Self-association of scleral proteodermatan sulfate. Evidence for interaction via the dermatan sulfate side chains.

Previous studies on scleral proteoglycans (proteodermatan sulfate) using light scattering and ultracentrifugation techniques have shown that the molecules form aggregates in 0.15 M NaCl (Cöster, L., Fransson, L.-A., Sheehan, J. K., Nieduszynski, I. A., and Phelps, C. F. (1981) Biochem. J., 197, 483-490). Aggregation was not promoted by hyaluronate but addition of free scleral dermatan sulfate chains enhanced multimerization. To investigate the possibility that scleral proteoglycans interact via their dermatan sulfate side chains, we have adopted an affinity chromatography procedure where binding of proteoglycans to various dermatan sulfate-agaroses may be studied.
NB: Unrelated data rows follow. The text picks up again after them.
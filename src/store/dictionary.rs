//! Dictionary entry and folder operations on the library

use super::{BlobStore, Library};
use crate::models::{DictionaryEntry, DictionaryFolder, EntryFilter};
use crate::text::TextSpan;

impl<S: BlobStore> Library<S> {
    /// All entries, newest first
    pub fn dictionary(&self) -> &[DictionaryEntry] {
        &self.dictionary
    }

    pub fn entry(&self, id: &str) -> Option<&DictionaryEntry> {
        self.dictionary.iter().find(|e| e.id == id)
    }

    /// Entries matching a search/folder filter, in library order
    pub fn filter_entries(&self, filter: &EntryFilter) -> Vec<&DictionaryEntry> {
        self.dictionary.iter().filter(|e| filter.matches(e)).collect()
    }

    /// Record a word at the front of the dictionary; a blank word is refused
    pub fn add_entry(
        &mut self,
        word: &str,
        definition: &str,
        source_document_id: Option<String>,
    ) -> Option<&DictionaryEntry> {
        let word = word.trim();
        if word.is_empty() {
            log::debug!("add_entry: refused blank word");
            return None;
        }

        let entry = DictionaryEntry::new(word, definition.trim(), source_document_id);
        log::info!("add_entry: {} '{}'", entry.id, entry.word);

        self.dictionary.insert(0, entry);
        self.persist_dictionary();
        self.dictionary.first()
    }

    /// Record the selected text of a vocabulary-mode document
    pub fn add_entry_from_selection(
        &mut self,
        document_id: &str,
        span: TextSpan,
        definition: &str,
    ) -> Option<&DictionaryEntry> {
        let doc = self.document(document_id)?;
        if span.is_empty() {
            log::debug!("add_entry_from_selection: empty span on {}", document_id);
            return None;
        }
        if !doc.mode.allows_vocabulary() {
            log::warn!("add_entry_from_selection: document {} is not in vocabulary mode", document_id);
            return None;
        }

        let word = doc.slice_chars(span.start, span.end);
        let source = Some(doc.id.clone());
        self.add_entry(&word, definition, source)
    }

    /// Replace an entry by id
    ///
    /// A blank word is refused; a folder id that names no folder is dropped.
    pub fn update_entry(&mut self, mut updated: DictionaryEntry) -> bool {
        if updated.word.trim().is_empty() {
            log::debug!("update_entry: refused blank word for {}", updated.id);
            return false;
        }
        if let Some(folder_id) = &updated.folder_id {
            if self.folder(folder_id).is_none() {
                log::warn!("update_entry: folder {} does not exist, uncategorizing {}", folder_id, updated.id);
                updated.folder_id = None;
            }
        }

        let Some(entry) = self.dictionary.iter_mut().find(|e| e.id == updated.id) else {
            return false;
        };
        *entry = updated;

        self.persist_dictionary();
        true
    }

    /// Put an entry in a folder, or back to uncategorized with `None`
    ///
    /// Moving into a folder that does not exist is refused.
    pub fn move_entry(&mut self, id: &str, folder_id: Option<&str>) -> bool {
        if let Some(folder_id) = folder_id {
            if self.folder(folder_id).is_none() {
                log::warn!("move_entry: folder {} does not exist", folder_id);
                return false;
            }
        }

        let Some(entry) = self.dictionary.iter_mut().find(|e| e.id == id) else {
            return false;
        };
        entry.folder_id = folder_id.map(str::to_string);

        self.persist_dictionary();
        true
    }

    pub fn remove_entry(&mut self, id: &str) -> bool {
        let before = self.dictionary.len();
        self.dictionary.retain(|e| e.id != id);
        if self.dictionary.len() == before {
            return false;
        }

        self.persist_dictionary();
        true
    }

    // ------------------------------------------------------------------
    // Folders
    // ------------------------------------------------------------------

    /// All folders in creation order
    pub fn folders(&self) -> &[DictionaryFolder] {
        &self.folders
    }

    pub fn folder(&self, id: &str) -> Option<&DictionaryFolder> {
        self.folders.iter().find(|f| f.id == id)
    }

    /// Append a folder; a blank name is refused
    pub fn create_folder(&mut self, name: &str) -> Option<&DictionaryFolder> {
        let name = name.trim();
        if name.is_empty() {
            log::debug!("create_folder: refused blank name");
            return None;
        }

        let folder = DictionaryFolder::new(name);
        log::info!("create_folder: {} '{}'", folder.id, folder.name);

        self.folders.push(folder);
        self.persist_folders();
        self.folders.last()
    }

    pub fn rename_folder(&mut self, id: &str, name: &str) -> bool {
        let name = name.trim();
        if name.is_empty() {
            log::debug!("rename_folder: refused blank name for {}", id);
            return false;
        }

        let Some(folder) = self.folders.iter_mut().find(|f| f.id == id) else {
            return false;
        };
        folder.name = name.to_string();

        self.persist_folders();
        true
    }

    /// Delete a folder; its entries become uncategorized, none are deleted
    pub fn delete_folder(&mut self, id: &str) -> bool {
        let before = self.folders.len();
        self.folders.retain(|f| f.id != id);
        if self.folders.len() == before {
            return false;
        }

        let mut released = 0;
        for entry in &mut self.dictionary {
            if entry.folder_id.as_deref() == Some(id) {
                entry.folder_id = None;
                released += 1;
            }
        }
        log::info!("delete_folder: {} removed, {} entries uncategorized", id, released);

        self.persist_folders();
        if released > 0 {
            self.persist_dictionary();
        }
        true
    }
}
The evidence for an interaction between the side chains of the macromolecules and the immobilized dermatan sulfates are as follows: (a) the dermatan sulfate chains released from the proteoglycan by proteolysis display affinity for dermatan sulfate-agarose, (b) a significant proportion of the [3H]acetylated proteoglycans that were bound to the dermatan sulfate gel can be displaced by eluting with a solution of dermatan sulfate chains, (c) selective periodate oxidation of L-iduronate in the dermatan sulfate chains of the proteoglycans abolishes the affinity, (d) the core protein prepared by chondroitinase ABC digestion of the proteoglycan does not bind to dermatan sulfate-agarose, and (e) binding is retained after reduction-alkylation of the protein core. Furthermore, free [3H]dermatan sulfate chains co-elute with the proteoglycan upon gel filtration in 0.2 M NaCl.